Alston, despite his official invitation from the Arroyo government, was criticized by Arroyo officials as a “muchacho of the UN,” “blind, mute, and deaf.” Alston’s report did not mince words and called a spade a spade: the Philippine military was responsible for many of the killings.

Even the European Union was prompted to send a delegation. In 2007, it sent a technical mission of experts from Finland, Germany, Sweden, and the United Kingdom to share EU’s best practices in investigative techniques, forensic science, human rights, and humanitarian law. It was a subtle “we-will teach-you-how-to-investigate-properly” because no honest-to-goodness investigation was taking place. There was hardly a cry from Arroyo and her political patrons of sovereignty infringement. They could not – the world had taken note.

On April 28, 2007, state security forces abducted Jonas Burgos inside a Quezon City mall. The alleged mastermind, Eduardo Año, was appointed by the subsequent Duterte administration as secretary of the interior and local government. The human rights group Karapatan had documented 1,206 victims of EJKs and thousands of illegal arrests under Arroyo. And Jonas Burgos remains missing till this day. Finland’s Finn Church Aid asks: why is Jonas Burgos still missing? The answer is not hard to pinpoint: impunity.

Let us not forget that state security forces abused as local militias, and mixed with lawless elements participated as killers and accomplices in the Ampatuan family’s Maguindanao Massacre of 2009. Even the provincial police chief was used to carry out the normalization of violence. The Arroyo administration had a personal relationship with the Ampatuan clan. The president even sent her national security adviser to meet with the Ampatuans after the massacre, who then acted like a spokesman of the clan.

Recall the case of the Morong 43, when 43 health workers were tagged as members of the New People’s Army. They were arrested in Morong, Rizal on February 2010 for “illegal possession of firearms and explosives.” The Commission on Human Rights attested that they were arrested without a valid warrant and that their bodies bore torture marks. A civil case was filed by the Morong 43, with Arroyo as primary respondent. What was her reply? She denied the detention and torture of the health workers. The Morong 43 detainees were released only under the subsequent Benigno Aquino III administration.

Up to her last days in office, Arroyo impunity ruled. Jesiderio Camangyan of Sunrise FM radio in Davao Oriental, Joselito Agustin of DZJC Aksyon Radio in Laoag City, were shot dead. Human rights worker Benjamin Bayles of Negros Occidental, union member Edward Panganiban of Laguna, and cause-oriented group member Jim Gales of Davao were murdered in separate incidents.
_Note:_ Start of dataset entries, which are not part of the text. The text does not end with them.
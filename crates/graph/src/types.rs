use crate::error::{GraphError, Result};
use crate::node_id::{normalize_id, short_name};
use codemap_indexer::{CallSite, Definition, DefinitionKind, Role, SyntacticContext};
use petgraph::graph::{DiGraph, EdgeIndex, NodeIndex};
use serde::{Deserialize, Serialize};
use std::collections::HashMap;
use std::fmt;

/// Prefix of synthetic ids for call targets outside the project
pub const EXTERNAL_PREFIX: &str = "external::";

#[derive(Debug, Clone, Copy, PartialEq, Eq, Hash, Serialize, Deserialize)]
#[serde(rename_all = "snake_case")]
pub enum NodeKind {
    Module,
    Function,
    Class,
    External,
}

impl From<DefinitionKind> for NodeKind {
    fn from(kind: DefinitionKind) -> Self {
        match kind {
            DefinitionKind::Module => Self::Module,
            DefinitionKind::Function => Self::Function,
            DefinitionKind::Class => Self::Class,
        }
    }
}

impl fmt::Display for NodeKind {
    fn fmt(&self, f: &mut fmt::Formatter<'_>) -> fmt::Result {
        let name = match self {
            Self::Module => "module",
            Self::Function => "function",
            Self::Class => "class",
            Self::External => "external",
        };
        f.write_str(name)
    }
}

/// Type of relationship between nodes
#[derive(Debug, Clone, Copy, PartialEq, Eq, Hash, PartialOrd, Ord, Serialize, Deserialize)]
#[serde(rename_all = "snake_case")]
pub enum Relation {
    /// A module contains a definition
    Contains,

    /// A calls B
    Calls,
}

/// How a call edge was resolved.
///
/// `High` covers both exact internal matches and confidently external targets; check the
/// target's [`NodeKind`] to tell them apart.
#[derive(Debug, Clone, Copy, PartialEq, Eq, Hash, Serialize, Deserialize)]
#[serde(rename_all = "snake_case")]
pub enum Confidence {
    High,
    Medium,
    Low,
}

/// Node in code graph
#[derive(Debug, Clone, PartialEq, Serialize, Deserialize)]
pub struct GraphNode {
    pub id: String,
    /// Short display name
    pub label: String,
    pub kind: NodeKind,
    #[serde(default, skip_serializing_if = "Option::is_none")]
    pub file: Option<String>,
    #[serde(default)]
    pub start_line: usize,
    #[serde(default)]
    pub end_line: usize,
    #[serde(default)]
    pub is_async: bool,
    #[serde(default)]
    pub docstring: String,
    #[serde(default)]
    pub decorators: Vec<String>,
    #[serde(default, skip_serializing_if = "Option::is_none")]
    pub role: Option<Role>,
    #[serde(default)]
    pub complexity: usize,
    #[serde(default)]
    pub line_count: usize,
    #[serde(default)]
    pub is_oversized: bool,
    #[serde(default)]
    pub parameters: Vec<String>,
    #[serde(default, skip_serializing_if = "Option::is_none")]
    pub return_type: Option<String>,
    #[serde(default)]
    pub bases: Vec<String>,
    #[serde(default)]
    pub importance_score: f64,
}

impl GraphNode {
    pub fn from_definition(def: &Definition) -> Self {
        Self {
            id: def.id.clone(),
            label: def.short_name().to_string(),
            kind: def.kind.into(),
            file: Some(def.file.clone()),
            start_line: def.start_line,
            end_line: def.end_line,
            is_async: def.is_async,
            docstring: def.docstring.clone(),
            decorators: def.decorators.clone(),
            role: Some(def.role),
            complexity: def.complexity,
            line_count: def.line_count,
            is_oversized: def.is_oversized,
            parameters: def.parameters.clone(),
            return_type: def.return_type.clone(),
            bases: def.bases.clone(),
            importance_score: 0.0,
        }
    }

    /// Placeholder for an unresolved call target
    pub fn external(target_hint: &str) -> Self {
        Self {
            id: format!("{EXTERNAL_PREFIX}{target_hint}"),
            label: target_hint.to_string(),
            kind: NodeKind::External,
            file: None,
            start_line: 0,
            end_line: 0,
            is_async: false,
            docstring: String::new(),
            decorators: Vec::new(),
            role: None,
            complexity: 0,
            line_count: 0,
            is_oversized: false,
            parameters: Vec::new(),
            return_type: None,
            bases: Vec::new(),
            importance_score: 0.0,
        }
    }

    pub fn is_external(&self) -> bool {
        self.kind == NodeKind::External
    }

    pub fn short_name(&self) -> &str {
        short_name(&self.id)
    }
}

/// Edge in code graph
#[derive(Debug, Clone, PartialEq, Serialize, Deserialize)]
pub struct GraphEdge {
    pub relation: Relation,
    pub confidence: Confidence,
    /// Line of the first call site collapsed into this edge
    #[serde(default, skip_serializing_if = "Option::is_none")]
    pub line: Option<usize>,
    #[serde(default)]
    pub context: Vec<SyntacticContext>,
    #[serde(default)]
    pub is_guarded: bool,
    /// Number of call sites collapsed into this edge
    #[serde(default = "default_weight")]
    pub weight: usize,
}

fn default_weight() -> usize {
    1
}

impl GraphEdge {
    pub fn contains() -> Self {
        Self {
            relation: Relation::Contains,
            confidence: Confidence::High,
            line: None,
            context: Vec::new(),
            is_guarded: false,
            weight: 1,
        }
    }

    pub fn call(site: &CallSite, confidence: Confidence) -> Self {
        Self {
            relation: Relation::Calls,
            confidence,
            line: Some(site.line),
            context: site.syntactic_context.clone(),
            is_guarded: site.is_guarded,
            weight: 1,
        }
    }
}

/// Code graph with relationships
#[derive(Debug, Clone, Default)]
pub struct CodeGraph {
    /// Directed graph (node -> node with relationships)
    pub graph: DiGraph<GraphNode, GraphEdge>,

    /// Exact id -> NodeIndex mapping
    pub id_index: HashMap<String, NodeIndex>,

    /// Canonical (normalized) id -> NodeIndex mapping
    normalized_index: HashMap<String, NodeIndex>,

    /// One edge per (source, target, relation)
    edge_index: HashMap<(NodeIndex, NodeIndex, Relation), EdgeIndex>,
}

impl CodeGraph {
    pub fn new() -> Self {
        Self::default()
    }

    /// Add a node, replacing the payload of an existing node with the same id
    pub fn add_node(&mut self, node: GraphNode) -> NodeIndex {
        if let Some(&idx) = self.id_index.get(&node.id) {
            self.graph[idx] = node;
            return idx;
        }

        let id = node.id.clone();
        let idx = self.graph.add_node(node);
        self.normalized_index.entry(normalize_id(&id)).or_insert(idx);
        self.id_index.insert(id, idx);
        idx
    }

    /// Add an edge, collapsing repeats onto the existing edge. Self-loops are dropped.
    pub fn add_edge(&mut self, from: NodeIndex, to: NodeIndex, edge: GraphEdge) -> Option<EdgeIndex> {
        if from == to {
            return None;
        }

        let key = (from, to, edge.relation);
        if let Some(&existing) = self.edge_index.get(&key) {
            if let Some(weight) = self.graph.edge_weight_mut(existing) {
                weight.weight += edge.weight;
            }
            return Some(existing);
        }

        let idx = self.graph.add_edge(from, to, edge);
        self.edge_index.insert(key, idx);
        Some(idx)
    }

    /// Find a node by exact id, then by canonical id
    pub fn find_node(&self, id: &str) -> Option<NodeIndex> {
        self.id_index
            .get(id)
            .or_else(|| self.normalized_index.get(&normalize_id(id)))
            .copied()
    }

    /// Like [`find_node`](Self::find_node) but with a not-found error
    pub fn resolve(&self, id: &str) -> Result<NodeIndex> {
        self.find_node(id)
            .ok_or_else(|| GraphError::NodeNotFound(id.to_string()))
    }

    pub fn get_node(&self, idx: NodeIndex) -> Option<&GraphNode> {
        self.graph.node_weight(idx)
    }

    pub fn get_node_mut(&mut self, idx: NodeIndex) -> Option<&mut GraphNode> {
        self.graph.node_weight_mut(idx)
    }

    pub fn node_by_id(&self, id: &str) -> Option<&GraphNode> {
        self.find_node(id).and_then(|idx| self.get_node(idx))
    }

    /// Get all nodes
    pub fn nodes(&self) -> impl Iterator<Item = (NodeIndex, &GraphNode)> {
        self.graph
            .node_indices()
            .filter_map(move |idx| self.graph.node_weight(idx).map(|node| (idx, node)))
    }

    pub fn node_count(&self) -> usize {
        self.graph.node_count()
    }

    pub fn edge_count(&self) -> usize {
        self.graph.edge_count()
    }
}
They are the names and faces that tell us Arroyo has not paid for them until this day.

Gloria Macapagal Arroyo is the quintessence of everything that is wrong with our political system: transactional politics where patronage is the end of power. The corruption her administration produced was inexcusable. She represents how the wrong sorts of leaders get elected to build formidable and corrupt political machines.

Under her watch, she administered the cycle of violence that made the eradication of impunity to access of justice a challenge of human rights. Rodrigo Duterte easily wove through the fabric she left behind to build his own architecture of blood and carnage.

She should be the last person on earth to defend him “unequivocally” from his case in the International Criminal Court. In fact, she herself should be unequivocally hailed before the ICC to bring to justice the many who have been murdered by the state under her watch. – Rappler.com

Antonio J. Montalván II is a social anthropologist who advocates that keeping quiet when things go wrong is the mentality of a slave, not a good citizen.